From: Robert Israel (israel_at_math.ubc.ca)
Date: 09/24/04 

Date: Fri, 24 Sep 2004 14:00:06 +0000 (UTC)

In article <civrim$kmh$1@news.ks.uiuc.edu>,
andreas wagener <108076@gmx.net> wrote:
>I consider the following non-linear second-order partial differential
>equation with two non-negative variables x and y:

>(a+ b x) [ df/dx d^2f/(dx dy) - df/dy d^2f/(dx^2) ] + b y [ df/dx d^2
>f/d(y^2)- df/dy d^2f/(dx dy)] =0

>where a >0 and b is a real number. Additional conditions are

>f(x,0) = (a + b x)^(1-1/b) /(1/b (1-1/b))

>and

>df(x,0)/dy =0.

I assume you mean df/dy = 0 when y = 0.

>for all x.

>(For b=1, f(x,0) converges to logarithmic function ln(a+x), but that
>should not really matter).

>One solution to the PDE is:

>f(x,y) = 1/(1/b (1-1/b)) [ (a + b x)^(1- 1/b) + c2 b y^(1-1/b) ]
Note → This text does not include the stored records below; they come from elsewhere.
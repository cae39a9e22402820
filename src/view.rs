//! View building and the precomputed artifact cache.
//!
//! Every requested `(view mode, show noise)` combination is built eagerly,
//! once, right after clustering. Selecting a view at presentation time is a
//! pure map lookup. Toggling never recomputes anything, so toggle latency
//! is independent of batch size.
//!
//! Excluding noise removes density outliers from the artifact entirely; they
//! are omitted, not grayed out. When the batch was empty, every lookup
//! degrades to the [`ViewArtifact::NoData`] placeholder.

use std::collections::HashMap;

use serde::{Deserialize, Serialize};

use crate::cluster::ClusterAssignment;
use crate::normalize::NormalizedRecord;
use crate::rank::{criticality_color, NOISE_COLOR, RAW_COLOR};
use crate::{Bounds, DatasetKind, GeoPoint, RecordDetails};

/// Upper bound of the jam-factor scale, used to normalize heat weights.
const JAM_SCALE: f64 = 10.0;

/// Meters per degree of latitude, for the heat grid.
const METERS_PER_DEGREE: f64 = 111_320.0;

/// One selectable map view.
#[derive(Debug, Clone, Copy, PartialEq, Eq, Hash, Serialize, Deserialize)]
#[serde(rename_all = "snake_case")]
pub enum ViewMode {
    /// Plain dots, no clustering applied.
    Raw,
    /// Dots colored by severity rank of their partition cluster.
    ClusteredDot,
    /// Grid-aggregated severity heat over density-clustered records.
    ClusteredHeatmap,
    /// Per-record severity heat.
    Heatmap,
    /// Incident dots colored by criticality with noise marking.
    Combined,
}

impl ViewMode {
    /// Whether the noise toggle changes this view. For the other modes the
    /// toggle is ignored and a single variant is cached.
    pub fn uses_noise_toggle(self) -> bool {
        matches!(self, Self::ClusteredDot | Self::ClusteredHeatmap | Self::Combined)
    }
}

impl DatasetKind {
    /// View modes available for this dataset kind.
    pub fn view_modes(self) -> &'static [ViewMode] {
        match self {
            Self::Flow => &[
                ViewMode::Raw,
                ViewMode::ClusteredDot,
                ViewMode::ClusteredHeatmap,
                ViewMode::Heatmap,
            ],
            Self::Incidents => &[ViewMode::Raw, ViewMode::Combined],
        }
    }
}

/// A single renderable marker: unscaled position, display color and the
/// popup field pairs the render layer shows on tap.
#[derive(Debug, Clone, PartialEq, Serialize)]
pub struct RenderPoint {
    pub position: GeoPoint,
    pub color: &'static str,
    pub popup: Vec<(String, String)>,
}

/// Dot-marker layer with a precomputed map center.
#[derive(Debug, Clone, PartialEq, Serialize)]
pub struct DotLayer {
    pub center: GeoPoint,
    pub points: Vec<RenderPoint>,
}

/// One weighted position of a heat layer; weight is in [0, 1].
#[derive(Debug, Clone, PartialEq, Serialize)]
pub struct HeatCell {
    pub position: GeoPoint,
    pub weight: f64,
}

/// Gradient layer with a precomputed map center.
#[derive(Debug, Clone, PartialEq, Serialize)]
pub struct HeatLayer {
    pub center: GeoPoint,
    pub cells: Vec<HeatCell>,
}

/// A precomputed, immutable view artifact.
#[derive(Debug, Clone, PartialEq, Serialize)]
pub enum ViewArtifact {
    Dots(DotLayer),
    Heat(HeatLayer),
    /// Placeholder served when the batch was empty or the view does not
    /// exist for the dataset kind.
    NoData,
}

static NO_DATA: ViewArtifact = ViewArtifact::NoData;

/// Knobs for view construction.
#[derive(Debug, Clone, Copy)]
pub struct ViewConfig {
    /// Cell size of the aggregated heat grid, in meters.
    pub heat_cell_meters: f64,
    /// Whether noise points are shown when the caller does not say.
    pub default_show_noise: bool,
}

impl Default for ViewConfig {
    fn default() -> Self {
        Self {
            heat_cell_meters: 250.0,
            default_show_noise: true,
        }
    }
}

/// Every precomputed artifact for one batch, keyed by view mode and the
/// noise toggle. Never mutated after construction; the next fetch cycle
/// replaces the whole set.
#[derive(Debug, Clone)]
pub struct ViewSet {
    dataset: DatasetKind,
    record_count: usize,
    default_show_noise: bool,
    artifacts: HashMap<(ViewMode, bool), ViewArtifact>,
}

impl ViewSet {
    /// An artifact-less set: every lookup yields the placeholder.
    pub fn empty(dataset: DatasetKind, default_show_noise: bool) -> Self {
        Self {
            dataset,
            record_count: 0,
            default_show_noise,
            artifacts: HashMap::new(),
        }
    }

    /// Pure lookup of a precomputed artifact.
    ///
    /// `show_noise` is normalized away for modes without a noise toggle.
    /// Unknown combinations (empty batch, or a mode the dataset kind does
    /// not support) yield the placeholder.
    pub fn artifact(&self, mode: ViewMode, show_noise: bool) -> &ViewArtifact {
        let key = (mode, show_noise && mode.uses_noise_toggle());
        self.artifacts.get(&key).unwrap_or(&NO_DATA)
    }

    /// Lookup with the configured default noise visibility.
    pub fn default_artifact(&self, mode: ViewMode) -> &ViewArtifact {
        self.artifact(mode, self.default_show_noise)
    }

    /// Total records in the batch, for display.
    pub fn record_count(&self) -> usize {
        self.record_count
    }

    pub fn dataset(&self) -> DatasetKind {
        self.dataset
    }
}

/// Build every artifact for the batch eagerly.
pub fn build_view_set(
    dataset: DatasetKind,
    records: &[NormalizedRecord],
    assignments: &[ClusterAssignment],
    partition_colors: &HashMap<usize, &'static str>,
    config: &ViewConfig,
) -> ViewSet {
    if records.is_empty() {
        return ViewSet::empty(dataset, config.default_show_noise);
    }

    let center = batch_center(records);
    let mut artifacts = HashMap::new();

    for &mode in dataset.view_modes() {
        if mode.uses_noise_toggle() {
            for show_noise in [true, false] {
                let artifact = build_artifact(
                    mode, show_noise, records, assignments, partition_colors, center, config,
                );
                artifacts.insert((mode, show_noise), artifact);
            }
        } else {
            let artifact = build_artifact(
                mode, true, records, assignments, partition_colors, center, config,
            );
            artifacts.insert((mode, false), artifact);
        }
    }

    ViewSet {
        dataset,
        record_count: records.len(),
        default_show_noise: config.default_show_noise,
        artifacts,
    }
}

fn build_artifact(
    mode: ViewMode,
    show_noise: bool,
    records: &[NormalizedRecord],
    assignments: &[ClusterAssignment],
    partition_colors: &HashMap<usize, &'static str>,
    center: GeoPoint,
    config: &ViewConfig,
) -> ViewArtifact {
    match mode {
        ViewMode::Raw => {
            let points = records
                .iter()
                .map(|record| RenderPoint {
                    position: record.raw.position,
                    color: RAW_COLOR,
                    popup: base_popup(record),
                })
                .collect();
            ViewArtifact::Dots(DotLayer { center, points })
        }
        ViewMode::ClusteredDot => {
            let points = records
                .iter()
                .zip(assignments)
                .filter(|(_, assignment)| show_noise || !assignment.is_noise())
                .map(|(record, assignment)| {
                    let color = if assignment.is_noise() {
                        NOISE_COLOR
                    } else {
                        partition_colors
                            .get(&assignment.partition)
                            .copied()
                            .unwrap_or(RAW_COLOR)
                    };
                    RenderPoint {
                        position: record.raw.position,
                        color,
                        popup: clustered_popup(record, assignment),
                    }
                })
                .collect();
            ViewArtifact::Dots(DotLayer { center, points })
        }
        ViewMode::Combined => {
            let points = records
                .iter()
                .zip(assignments)
                .filter(|(_, assignment)| show_noise || !assignment.is_noise())
                .map(|(record, assignment)| {
                    // Criticality coloring wins; partition rank is the
                    // fallback when the label is missing.
                    let color = if assignment.is_noise() {
                        NOISE_COLOR
                    } else {
                        record_color(record, assignment, partition_colors)
                    };
                    RenderPoint {
                        position: record.raw.position,
                        color,
                        popup: clustered_popup(record, assignment),
                    }
                })
                .collect();
            ViewArtifact::Dots(DotLayer { center, points })
        }
        ViewMode::Heatmap => {
            let cells = records
                .iter()
                .map(|record| HeatCell {
                    position: record.raw.position,
                    weight: (record.severity() / JAM_SCALE).clamp(0.0, 1.0),
                })
                .collect();
            ViewArtifact::Heat(HeatLayer { center, cells })
        }
        ViewMode::ClusteredHeatmap => {
            let mut grid = HeatGrid::new(config.heat_cell_meters, center.lat);
            for (record, assignment) in records.iter().zip(assignments) {
                if assignment.is_noise() && !show_noise {
                    continue;
                }
                grid.add(record.raw.position, record.severity());
            }
            ViewArtifact::Heat(HeatLayer { center, cells: grid.build() })
        }
    }
}

fn record_color(
    record: &NormalizedRecord,
    assignment: &ClusterAssignment,
    partition_colors: &HashMap<usize, &'static str>,
) -> &'static str {
    let partition_fallback = partition_colors
        .get(&assignment.partition)
        .copied()
        .unwrap_or(RAW_COLOR);
    match &record.raw.details {
        RecordDetails::Incident(info) => match info.criticality {
            Some(criticality) => criticality_color(Some(criticality)),
            None => partition_fallback,
        },
        RecordDetails::Flow(_) => partition_fallback,
    }
}

fn batch_center(records: &[NormalizedRecord]) -> GeoPoint {
    let positions: Vec<GeoPoint> = records.iter().map(|r| r.raw.position).collect();
    Bounds::from_points(&positions)
        .map(|b| b.center())
        .unwrap_or(GeoPoint::new(0.0, 0.0))
}

fn format_time(time: Option<chrono::DateTime<chrono::Utc>>) -> String {
    time.map_or_else(
        || "unknown".to_string(),
        |t| t.format("%Y-%m-%d %H:%M UTC").to_string(),
    )
}

fn base_popup(record: &NormalizedRecord) -> Vec<(String, String)> {
    let mut fields = vec![("Location".to_string(), record.raw.description.clone())];
    match &record.raw.details {
        RecordDetails::Flow(flow) => {
            fields.push(("Speed".to_string(), format!("{:.1}", flow.speed)));
            fields.push((
                "Free flow speed".to_string(),
                format!("{:.1}", flow.free_flow_speed),
            ));
            fields.push(("Jam factor".to_string(), format!("{:.1}", flow.jam_factor)));
        }
        RecordDetails::Incident(info) => {
            let label = info
                .criticality
                .map_or("unknown", |c| c.label());
            fields.push(("Criticality".to_string(), label.to_string()));
            fields.push(("Type".to_string(), info.incident_type.clone()));
            fields.push(("Start time".to_string(), format_time(info.start_time)));
            fields.push(("End time".to_string(), format_time(info.end_time)));
            if info.road_closed {
                fields.push(("Road closed".to_string(), "yes".to_string()));
            }
        }
    }
    fields
}

fn clustered_popup(
    record: &NormalizedRecord,
    assignment: &ClusterAssignment,
) -> Vec<(String, String)> {
    let mut fields = base_popup(record);
    fields.push((
        "K-means cluster".to_string(),
        assignment.partition.to_string(),
    ));
    fields.push((
        "DBSCAN cluster".to_string(),
        assignment.density.to_string(),
    ));
    fields.push((
        "Scaled severity".to_string(),
        format!("{:.2}", record.scaled[2]),
    ));
    fields
}

// ============================================================================
// Heat grid
// ============================================================================

/// Sparse meter-grid accumulator for the aggregated heat view.
///
/// Positions bucket into fixed-size cells relative to a reference latitude;
/// each cell keeps the mean severity of its contributors.
struct HeatGrid {
    cell_meters: f64,
    ref_lat: f64,
    cells: HashMap<(i32, i32), (f64, u32)>,
}

impl HeatGrid {
    fn new(cell_meters: f64, ref_lat: f64) -> Self {
        Self {
            cell_meters,
            ref_lat,
            cells: HashMap::new(),
        }
    }

    fn grid_coords(&self, position: GeoPoint) -> (i32, i32) {
        let lng_meters_per_deg = METERS_PER_DEGREE * self.ref_lat.to_radians().cos();
        let row = ((position.lat - self.ref_lat) * METERS_PER_DEGREE / self.cell_meters)
            .floor() as i32;
        let col = (position.lng * lng_meters_per_deg / self.cell_meters).floor() as i32;
        (row, col)
    }

    fn cell_center(&self, row: i32, col: i32) -> GeoPoint {
        let lng_meters_per_deg = METERS_PER_DEGREE * self.ref_lat.to_radians().cos();
        GeoPoint::new(
            self.ref_lat + (row as f64 + 0.5) * self.cell_meters / METERS_PER_DEGREE,
            (col as f64 + 0.5) * self.cell_meters / lng_meters_per_deg,
        )
    }

    fn add(&mut self, position: GeoPoint, severity: f64) {
        let key = self.grid_coords(position);
        let cell = self.cells.entry(key).or_insert((0.0, 0));
        cell.0 += severity;
        cell.1 += 1;
    }

    fn build(self) -> Vec<HeatCell> {
        let mut cells: Vec<HeatCell> = self
            .cells
            .iter()
            .map(|(&(row, col), &(total, count))| HeatCell {
                position: self.cell_center(row, col),
                weight: (total / f64::from(count) / JAM_SCALE).clamp(0.0, 1.0),
            })
            .collect();
        // Stable output order for identical batches.
        cells.sort_by(|a, b| {
            (a.position.lat, a.position.lng)
                .partial_cmp(&(b.position.lat, b.position.lng))
                .unwrap_or(std::cmp::Ordering::Equal)
        });
        cells
    }
}

// ============================================================================
// Tests
// ============================================================================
This doesn't satisfy your second additional condition in general, however:
df/dy has a singularity at y=0 if b > 0. It does work if c2 = 0 or if
b < 0. Of course, in general there's also a singularity when a+bx=0.

>with constants c1, c2.

You didn't have a c1.

>My question: Are there other solutions? If so, which? If no, how can
>one prove uniqueness?

Solutions of your PDE include
f(x,y) = c_0 + sum_{j=1}^n c_j (a+bx)^(k_j) y^(p-k_j)
for any constants c_j, k_j and p. For example, you could add to
your solution a term in (a+bx)^(-1-1/b) y^2 and get another solution
with the same values of f(x,0) and df/dy (x,0). So, no uniqueness
there.

BTW, an interesting feature of the PDE is that if f(x,y) is a solution, so
is f(x,y)^k for any k, or ln(f(x,y)), or exp(f(x,y)).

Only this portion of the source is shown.